[[ Source data, beginning ]]

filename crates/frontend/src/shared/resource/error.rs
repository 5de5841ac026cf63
use contracts::shared::api_response::FALLBACK_MESSAGE;
use thiserror::Error;

/// Failure of a remote resource call
#[derive(Debug, Clone, PartialEq, Eq, Error)]
pub enum GatewayError {
    /// The server rejected the submitted fields (HTTP 400/422)
    #[error("{0}")]
    Validation(String),
    /// Network failure, aborted request or timeout
    #[error("network error: {0}")]
    Transport(String),
    /// The server answered, but reported failure
    #[error("{0}")]
    Server(String),
    /// The target no longer exists server-side
    #[error("{0}")]
    NotFound(String),
    #[error("{resource} does not support {verb}")]
    Unsupported {
        resource: &'static str,
        verb: &'static str,
    },
}

impl GatewayError {
    /// Text shown to the user in a notification.
    ///
    /// Transport details are for the log only.
    pub fn user_message(&self) -> String {
        match self {
            Self::Transport(_) => FALLBACK_MESSAGE.to_string(),
            other => other.to_string(),
        }
    }

    pub fn kind(&self) -> &'static str {
        match self {
            Self::Validation(_) => "validation",
            Self::Transport(_) => "transport",
            Self::Server(_) => "server",
            Self::NotFound(_) => "not_found",
            Self::Unsupported { .. } => "unsupported",
        }
    }
}

#[cfg(test)]
mod tests {
    use super::*;

    #[test]
    fn test_transport_detail_is_hidden_from_user() {
        let err = GatewayError::Transport("TypeError: Failed to fetch".into());
        assert_eq!(err.user_message(), FALLBACK_MESSAGE);
        assert!(err.to_string().contains("Failed to fetch"));
    }

    #[test]
    fn test_server_message_is_shown_verbatim() {
        let err = GatewayError::NotFound("Product not found".into());
        assert_eq!(err.user_message(), "Product not found");
        assert_eq!(err.kind(), "not_found");
    }
}
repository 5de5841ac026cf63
//! Reactive handles over the resource controllers, shared through context.

use crate::shared::resource::{
    ApiConfig, ConfigError, HttpGateway, Notifier, Resource, ResourceListController,
};
use contracts::domain::a001_category::Category;
use contracts::domain::a002_model::Model;
use contracts::domain::a003_hero::Hero;
use contracts::domain::a004_product::Product;
use leptos::prelude::*;
use std::future::Future;
use std::rc::Rc;

/// Products per page of the catalogue grid
pub const PRODUCTS_PER_PAGE: usize = 12;
/// Categories, models and heroes are shown whole, never paged
const UNPAGED_SIZE: usize = 100;

pub type HttpController<R> = ResourceListController<R, HttpGateway<R>>;

/// Copyable view handle of one controller.
///
/// The controller is not `Send`, so it lives in local storage; every state
/// change bumps `revision`, which reactive readers track.
pub struct ControllerHandle<R: Resource> {
    controller: StoredValue<HttpController<R>, LocalStorage>,
    revision: RwSignal<u64>,
}

impl<R: Resource> Clone for ControllerHandle<R> {
    fn clone(&self) -> Self {
        *self
    }
}

impl<R: Resource> Copy for ControllerHandle<R> {}

impl<R: Resource> ControllerHandle<R> {
    pub fn new(
        config: Rc<ApiConfig>,
        notifier: Rc<dyn Notifier>,
        page_size: usize,
    ) -> Result<Self, ConfigError> {
        let revision = RwSignal::new(0u64);
        let controller =
            ResourceListController::new(HttpGateway::new(config)?, notifier, page_size)
                .with_observer(move || revision.update(|r| *r += 1));
        Ok(Self {
            controller: StoredValue::new_local(controller),
            revision,
        })
    }

    /// Read controller state and subscribe to its changes
    pub fn read<T>(&self, f: impl FnOnce(&HttpController<R>) -> T) -> T {
        self.revision.track();
        self.controller.with_value(f)
    }

    pub fn get(&self) -> HttpController<R> {
        self.controller.get_value()
    }

    /// Run an async command without blocking the event handler
    pub fn spawn<F, Fut>(&self, command: F)
    where
        F: FnOnce(HttpController<R>) -> Fut,
        Fut: Future<Output = ()> + 'static,
    {
        wasm_bindgen_futures::spawn_local(command(self.get()));
    }

    pub fn refresh(&self) {
        self.spawn(|c| async move {
            c.refresh().await;
        });
    }

    pub fn submit(&self) {
        self.spawn(|c| async move {
            c.submit().await;
        });
    }

    pub fn delete(&self, id: String) {
        self.spawn(|c| async move {
            c.delete(&id).await;
        });
    }

    /// Dialog visibility bound to the form session.
    ///
    /// Closing the dialog from the UI (mask click, Esc) cancels the session.
    pub fn dialog_open(&self) -> RwSignal<bool> {
        let open = RwSignal::new(false);
        let handle = *self;
        Effect::new(move |_| {
            let is_open = handle.read(|c| c.is_open() || c.is_submitting());
            if open.get_untracked() != is_open {
                open.set(is_open);
            }
        });
        Effect::new(move |_| {
            if !open.get() {
                let controller = handle.get();
                if controller.is_open() || controller.is_submitting() {
                    controller.cancel();
                }
            }
        });
        open
    }
}

/// Controllers of every resource managed by the console
#[derive(Clone, Copy)]
pub struct Catalog {
    pub categories: ControllerHandle<Category>,
    pub models: ControllerHandle<Model>,
    pub heroes: ControllerHandle<Hero>,
    pub products: ControllerHandle<Product>,
}

impl Catalog {
    pub fn new(config: ApiConfig, notifier: Rc<dyn Notifier>) -> Result<Self, ConfigError> {
        let config = Rc::new(config);
        Ok(Self {
            categories: ControllerHandle::new(config.clone(), notifier.clone(), UNPAGED_SIZE)?,
            models: ControllerHandle::new(config.clone(), notifier.clone(), UNPAGED_SIZE)?,
            heroes: ControllerHandle::new(config.clone(), notifier.clone(), UNPAGED_SIZE)?,
            products: ControllerHandle::new(config, notifier, PRODUCTS_PER_PAGE)?,
        })
    }
}

pub fn use_catalog() -> Catalog {
    use_context::<Catalog>().expect("Catalog not found in context")
}
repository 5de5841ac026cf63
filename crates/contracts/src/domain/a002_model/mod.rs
pub mod aggregate;

pub use aggregate::Model;
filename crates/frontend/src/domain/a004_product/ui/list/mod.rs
mod card;

use crate::domain::a001_category::ui::details::CategoryDialog;
use crate::domain::a002_model::ui::details::ModelDialog;
use crate::domain::a004_product::ui::details::ProductDialog;
use crate::shared::catalog::use_catalog;
use crate::shared::components::confirm_dialog::ConfirmDialog;
use crate::shared::components::page_header::PageHeader;
use crate::shared::components::pagination_controls::PaginationControls;
use crate::shared::icons::icon;
use crate::shared::page_frame::{PageFrame, PAGE_CAT_LIST};
use crate::shared::resource::Verb;
use card::ProductCard;
use leptos::prelude::*;
use thaw::*;

#[component]
#[allow(non_snake_case)]
pub fn ProductList() -> impl IntoView {
    let catalog = use_catalog();
    let products = catalog.products;

    let pending_delete = RwSignal::new(None::<String>);
    let confirm_open = RwSignal::new(false);

    let reload = move || {
        products.refresh();
        catalog.categories.refresh();
        catalog.models.refresh();
    };
    reload();

    let handle_edit = Callback::new(move |id: String| {
        products.get().open_edit(&id);
    });
    let handle_delete = Callback::new(move |id: String| {
        pending_delete.set(Some(id));
        confirm_open.set(true);
    });
    let confirm_delete = Callback::new(move |_: ()| {
        if let Some(id) = pending_delete.get_untracked() {
            products.delete(id);
        }
        pending_delete.set(None);
    });

    let can_edit = Signal::derive(move || products.read(|c| c.supports(Verb::Update)));
    let total_count = Signal::derive(move || products.read(|c| c.with_store(|s| s.len())));

    view! {
        <PageFrame page_id="a004_product--list" category=PAGE_CAT_LIST>
            <PageHeader
                title="Products"
                subtitle=Signal::derive(move || format!("{} products", total_count.get()))
                loading=Signal::derive(move || products.read(|c| c.is_loading()))
            >
                <Space>
                    <Button
                        appearance=ButtonAppearance::Secondary
                        on_click=move |_| catalog.categories.get().open_create()
                    >
                        {icon("plus")}
                        " Add Category"
                    </Button>
                    <Button
                        appearance=ButtonAppearance::Secondary
                        on_click=move |_| catalog.models.get().open_create()
                    >
                        {icon("plus")}
                        " Add Model"
                    </Button>
                    <Button
                        appearance=ButtonAppearance::Primary
                        on_click=move |_| products.get().open_create()
                    >
                        {icon("plus")}
                        " Add Product"
                    </Button>
                    <Button
                        appearance=ButtonAppearance::Subtle
                        on_click=move |_| reload()
                    >
                        {icon("refresh")}
                    </Button>
                </Space>
            </PageHeader>

            <div class="page__content">
                <div class="product-grid">
                    {move || products.read(|c| c.current_page()).into_iter().map(|product| {
                        view! {
                            <ProductCard
                                product=product
                                can_edit=can_edit
                                on_edit=handle_edit
                                on_delete=handle_delete
                            />
                        }
                    }).collect_view()}
                </div>
                <Show when=move || total_count.get() == 0 && !products.read(|c| c.is_loading())>
                    <div class="empty-state">"No products yet."</div>
                </Show>
                <PaginationControls
                    current_page=Signal::derive(move || products.read(|c| c.active_page()))
                    total_pages=Signal::derive(move || products.read(|c| c.total_pages()))
                    total_count=total_count
                    on_page_change=Callback::new(move |page| products.get().set_page(page))
                />
            </div>

            <CategoryDialog />
            <ModelDialog />
            <ProductDialog />
            <ConfirmDialog
                open=confirm_open
                title="Delete product"
                message="Are you sure you want to delete this product?"
                on_confirm=confirm_delete
            />
        </PageFrame>
    }
}
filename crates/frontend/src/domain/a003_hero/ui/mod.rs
pub mod details;
pub mod list;
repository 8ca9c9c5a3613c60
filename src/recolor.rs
//! Recolor engine
//!
//! Blends every pixel that lies within `sensitivity * 255` (Euclidean RGB
//! distance) of a reference color toward a target color. The blend factor
//! falls off linearly from `intensity` at the reference color itself to zero
//! at the threshold, so near matches change strongly and borderline matches
//! barely move.
//!
//! Fully transparent pixels are never touched and alpha is always preserved.
//! Rows are independent, so they are processed in parallel with rayon.

use image::{DynamicImage, RgbaImage};
use rayon::prelude::*;
use serde::{Deserialize, Serialize};
use tracing::debug;
use crate::color::Color;
use crate::error::{RecolorError, Result};

// ============================================================================
// PARAMETERS
// ============================================================================

/// Validated parameter set shared by every image of an edit or batch run
#[derive(Debug, Clone, Copy, PartialEq, Serialize, Deserialize)]
#[serde(try_from = "RawParams")]
pub struct RecolorParams {
    /// Color matched pixels are blended toward
    target: Color,
    /// Blend strength at zero distance, 0.0..=1.0
    intensity: f32,
    /// Match radius as a fraction of 255, in (0.0, 1.0]
    sensitivity: f32,
}

#[derive(Deserialize)]
struct RawParams {
    target: Color,
    intensity: f32,
    sensitivity: f32,
}

impl TryFrom<RawParams> for RecolorParams {
    type Error = RecolorError;

    fn try_from(raw: RawParams) -> Result<Self> {
        RecolorParams::new(raw.target, raw.intensity, raw.sensitivity)
    }
}

impl RecolorParams {
    pub fn new(target: Color, intensity: f32, sensitivity: f32) -> Result<Self> {
        if !(0.0..=1.0).contains(&intensity) {
            return Err(RecolorError::InvalidParameter(format!(
                "intensity must be within 0..=1, got {}",
                intensity
            )));
        }
        if !(sensitivity > 0.0 && sensitivity <= 1.0) {
            return Err(RecolorError::InvalidParameter(format!(
                "sensitivity must be within (0, 1], got {}",
                sensitivity
            )));
        }
        Ok(Self { target, intensity, sensitivity })
    }

    pub fn target(&self) -> Color {
        self.target
    }

    pub fn intensity(&self) -> f32 {
        self.intensity
    }

    pub fn sensitivity(&self) -> f32 {
        self.sensitivity
    }

    /// RGB distance below which a pixel counts as a match
    pub fn threshold(&self) -> f32 {
        self.sensitivity * 255.0
    }

    /// Blend factor for a pixel at `distance` from the reference, `None` if it
    /// lies outside the match radius
    pub fn blend_factor(&self, distance: f32) -> Option<f32> {
        let threshold = self.threshold();
        if distance < threshold {
            Some((self.intensity * (1.0 - distance / threshold)).clamp(0.0, 1.0))
        } else {
            None
        }
    }
}

// ============================================================================
// PER-PIXEL BLEND
// ============================================================================

fn blend_channel(source: u8, target: u8, factor: f32) -> u8 {
    let mixed = source as f32 * (1.0 - factor) + target as f32 * factor;
    mixed.clamp(0.0, 255.0).round() as u8
}

/// Recolor one RGBA pixel in place. Returns whether it matched.
#[inline]
fn recolor_pixel(px: &mut [u8], reference: &Color, params: &RecolorParams) -> bool {
    if px[3] == 0 {
        return false;
    }

    let color = Color::new(px[0], px[1], px[2]);
    let Some(factor) = params.blend_factor(color.distance(reference)) else {
        return false;
    };

    let target = params.target.to_array();
    for (channel, t) in px[..3].iter_mut().zip(target) {
        *channel = blend_channel(*channel, t, factor);
    }
    true
}

fn is_match(px: &[u8], reference: &Color, params: &RecolorParams) -> bool {
    px[3] > 0
        && Color::new(px[0], px[1], px[2]).distance(reference) < params.threshold()
}

// ============================================================================
// IMAGE OPERATIONS
// ============================================================================

/// Recolor an RGBA image, returning a new buffer
pub fn apply_rgba(img: &RgbaImage, reference: Color, params: &RecolorParams) -> RgbaImage {
    let mut out = img.clone();
    let (width, height) = out.dimensions();
    if width == 0 || height == 0 {
        return out;
    }

    let row_len = width as usize * 4;
    let buf: &mut [u8] = &mut out;
    let matched: usize = buf
        .par_chunks_mut(row_len)
        .map(|row| {
            row.chunks_exact_mut(4)
                .map(|px| recolor_pixel(px, &reference, params) as usize)
                .sum::<usize>()
        })
        .sum();

    debug!(
        width,
        height,
        matched,
        reference = %reference,
        target = %params.target,
        "Recolored image"
    );
    out
}

/// Recolor any decoded image. Layouts other than 8-bit RGBA come back unchanged.
pub fn apply(img: &DynamicImage, reference: Color, params: &RecolorParams) -> DynamicImage {
    match img {
        DynamicImage::ImageRgba8(rgba) => {
            DynamicImage::ImageRgba8(apply_rgba(rgba, reference, params))
        }
        other => {
            debug!(color = ?other.color(), "Non-RGBA layout, passing image through");
            other.clone()
        }
    }
}

/// Number of pixels `apply_rgba` would recolor
pub fn count_matches(img: &RgbaImage, reference: Color, params: &RecolorParams) -> usize {
    img.as_raw()
        .par_chunks_exact(4)
        .filter(|px| is_match(px, &reference, params))
        .count()
}

/// Color of the pixel at (x, y), `None` outside the image
pub fn pick_color(img: &RgbaImage, x: u32, y: u32) -> Option<Color> {
    img.get_pixel_checked(x, y).map(Color::from_pixel)
}

// ============================================================================
// TESTS
// ============================================================================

[[ Source data, end ]]

| Required work |
For every line of the records that includes the string "crates", add one to a tally; the answer is that tally alone.

| Your response |
4